What is today a multi-million shilling industry with markets in Africa and overseas started when Owino, freshly graduated with a degree in Leather Chemistry from an Indian university and without a job, decided to stroll in the direction of birds he saw hovering over Kisumu International Airport. He found trucks dumping loads of smelly fish waste from nearby filleting factories.

“I immediately concluded that with the knowledge I had, I could turn the waste into a source of economic advantage by creatively exploring the free raw material.

"Armed with a paltry Sh200,000 from my savings before I went to India for further studies and my brain for capital, I rented a house at Kajulu and embarked on this journey,” says Owino.

After clearing the hurdle of convincing Nema and Kisumu authorities that his industry would be environmentally friendly, Owino started off by identifying individuals to train on pre- and post-tanning processes with organic agents rather than chemical ones that emit toxic substances.

Fish leather shoes at Owino's showroom.

Apart from cobblers scattered around Kisumu city, close to 300 local women who collect and clean the fish remains plus 17 employees owe their livelihood to Owino’s unique enterprise.

He has created market opportunities for 80 local farmers who sustainably supply the industry with natural tanning agents from plant extracts.

He pays singular tribute to Switch Africa Green project — an initiative led by United Nations Environment Programme to promote green businesses — for the role it has played in marketing his business abroad and locally. “We would not have been here without them,” he says.

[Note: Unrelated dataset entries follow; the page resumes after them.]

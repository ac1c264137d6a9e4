//! Escrow setup: fund the first link of a refresh chain.
//!
//! Spends one external P2WPKH funding UTXO belonging to the owner into the
//! escrow's P2WSH output. Remainder above dust goes to a caller-supplied
//! change script; at or below dust (or with no change script) it is folded
//! into the fee.

use bitcoin::absolute::LockTime;
use bitcoin::hashes::Hash as _;
use bitcoin::key::CompressedPublicKey;
use bitcoin::sighash::SighashCache;
use bitcoin::transaction::Version;
use bitcoin::{
    consensus, Address, Amount, EcdsaSighashType, Network, OutPoint, ScriptBuf, Sequence,
    Transaction, TxIn, TxOut, Txid, Witness,
};
use secp256k1::{Message, Secp256k1, SecretKey};

use crate::fees::{estimate_setup_vbytes, fee_for_vbytes};
use crate::{check_fee_rate, EscrowError, EscrowInstance, DUST_LIMIT_SAT};
use vigil_script::EscrowDescriptor;

/// Inputs for building the funding-to-escrow transaction.
pub struct SetupConfig {
    /// Escrow script parameters (owner, recipient, timelock).
    pub descriptor: EscrowDescriptor,
    /// Value to lock in the escrow output.
    pub amount: Amount,
    /// The external funding UTXO being spent. Must be a P2WPKH output
    /// controlled by the owner key.
    pub funding_outpoint: OutPoint,
    pub funding_txout: TxOut,
    /// Where to send any remainder above dust. `None` folds the remainder
    /// into the fee.
    pub change_script: Option<ScriptBuf>,
    /// Fee rate in sat/vB.
    pub fee_rate: f64,
    /// Target network (used to derive the owner's funding address form).
    pub network: Network,
}

/// A signed, broadcast-ready setup transaction.
pub struct SetupResult {
    pub tx: Transaction,
    /// Pre-broadcast txid, computed from the signed transaction.
    pub txid: Txid,
    /// Index of the escrow output in `tx` (always 0).
    pub vout: u32,
    /// The witness script the escrow output commits to.
    pub witness_script: ScriptBuf,
    /// The chain's root instance, ready to hand to the refresh and
    /// disclosure builders once confirmed.
    pub instance: EscrowInstance,
    pub fee: Amount,
}

impl SetupResult {
    /// Raw transaction hex for broadcast.
    pub fn tx_hex(&self) -> String {
        consensus::encode::serialize_hex(&self.tx)
    }
}

/// Build and sign the funding-to-escrow transaction.
pub fn build_setup_tx(config: &SetupConfig, owner_sk: &SecretKey) -> Result<SetupResult, EscrowError> {
    check_fee_rate(config.fee_rate)?;

    let secp = Secp256k1::new();
    let owner_pk = owner_sk.public_key(&secp);
    if owner_pk != config.descriptor.owner_pubkey {
        return Err(EscrowError::KeyMismatch("owner"));
    }

    let funding_spk = &config.funding_txout.script_pubkey;
    if !funding_spk.is_p2wpkh() {
        return Err(EscrowError::UnsupportedFundingScript);
    }
    let owner_funding_spk =
        Address::p2wpkh(&CompressedPublicKey(owner_pk), config.network).script_pubkey();
    if *funding_spk != owner_funding_spk {
        return Err(EscrowError::ForeignFundingOutput);
    }

    if config.amount.to_sat() < DUST_LIMIT_SAT {
        return Err(EscrowError::DustOutput(config.amount));
    }

    let available = config.funding_txout.value;

    // Try the change-bearing shape first; fall back to folding the
    // remainder into the fee when it would be dust.
    let fee_with_change = fee_for_vbytes(estimate_setup_vbytes(true), config.fee_rate);
    let fee_without_change = fee_for_vbytes(estimate_setup_vbytes(false), config.fee_rate);

    let needed = config.amount + fee_without_change;
    if available < needed {
        return Err(EscrowError::InsufficientFunds { needed, available });
    }

    let change = config
        .change_script
        .as_ref()
        .and_then(|_| available.checked_sub(config.amount + fee_with_change))
        .filter(|change| change.to_sat() >= DUST_LIMIT_SAT);

    let mut outputs = vec![TxOut {
        value: config.amount,
        script_pubkey: config.descriptor.script_pubkey(),
    }];
    if let Some(change) = change {
        outputs.push(TxOut {
            value: change,
            // Checked by the and_then above
            script_pubkey: config.change_script.clone().unwrap_or_default(),
        });
    }
    let fee = match change {
        Some(change) => available - config.amount - change,
        None => available - config.amount,
    };

    let mut tx = Transaction {
        version: Version::TWO,
        lock_time: LockTime::ZERO,
        input: vec![TxIn {
            previous_output: config.funding_outpoint,
            script_sig: ScriptBuf::new(),
            sequence: Sequence::ENABLE_RBF_NO_LOCKTIME,
            witness: Witness::new(),
        }],
        output: outputs,
    };

    // BIP-143 signature over the P2WPKH funding input
    let sighash = SighashCache::new(&tx)
        .p2wpkh_signature_hash(0, funding_spk, available, EcdsaSighashType::All)
        .map_err(|e| EscrowError::Sighash(e.to_string()))?;
    let msg = Message::from_digest(sighash.to_byte_array());
    let signature = bitcoin::ecdsa::Signature {
        signature: secp.sign_ecdsa(&msg, owner_sk),
        sighash_type: EcdsaSighashType::All,
    };

    let mut witness = Witness::new();
    witness.push(signature.to_vec());
    witness.push(owner_pk.serialize());
    tx.input[0].witness = witness;

    let txid = tx.compute_txid();
    let witness_script = config.descriptor.witness_script();
    log::debug!(
        "setup tx {} locks {} behind {} for {}",
        txid,
        config.amount,
        config.descriptor.timelock,
        fee
    );

    Ok(SetupResult {
        instance: EscrowInstance::new(
            OutPoint { txid, vout: 0 },
            config.amount,
            config.descriptor,
        ),
        tx,
        txid,
        vout: 0,
        witness_script,
        fee,
    })
}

While the coronavirus pandemic has been a jolt to reckon with, 70 kilogrammes of fish leather was recently shipped to Nigeria, the first such consignment since April, he says.

Alisam Development Product and Design Industry is a member of the Global Green Leather Alliance of which Owino is the current president. “We are putting up our headquarters in Vancouver, Canada,” he says.

Owino’s future plans include construction of a modern green tanning plant at a cost of Sh26 million.

A tender for the ambitious project has already been awarded. He is also planning to build a training school.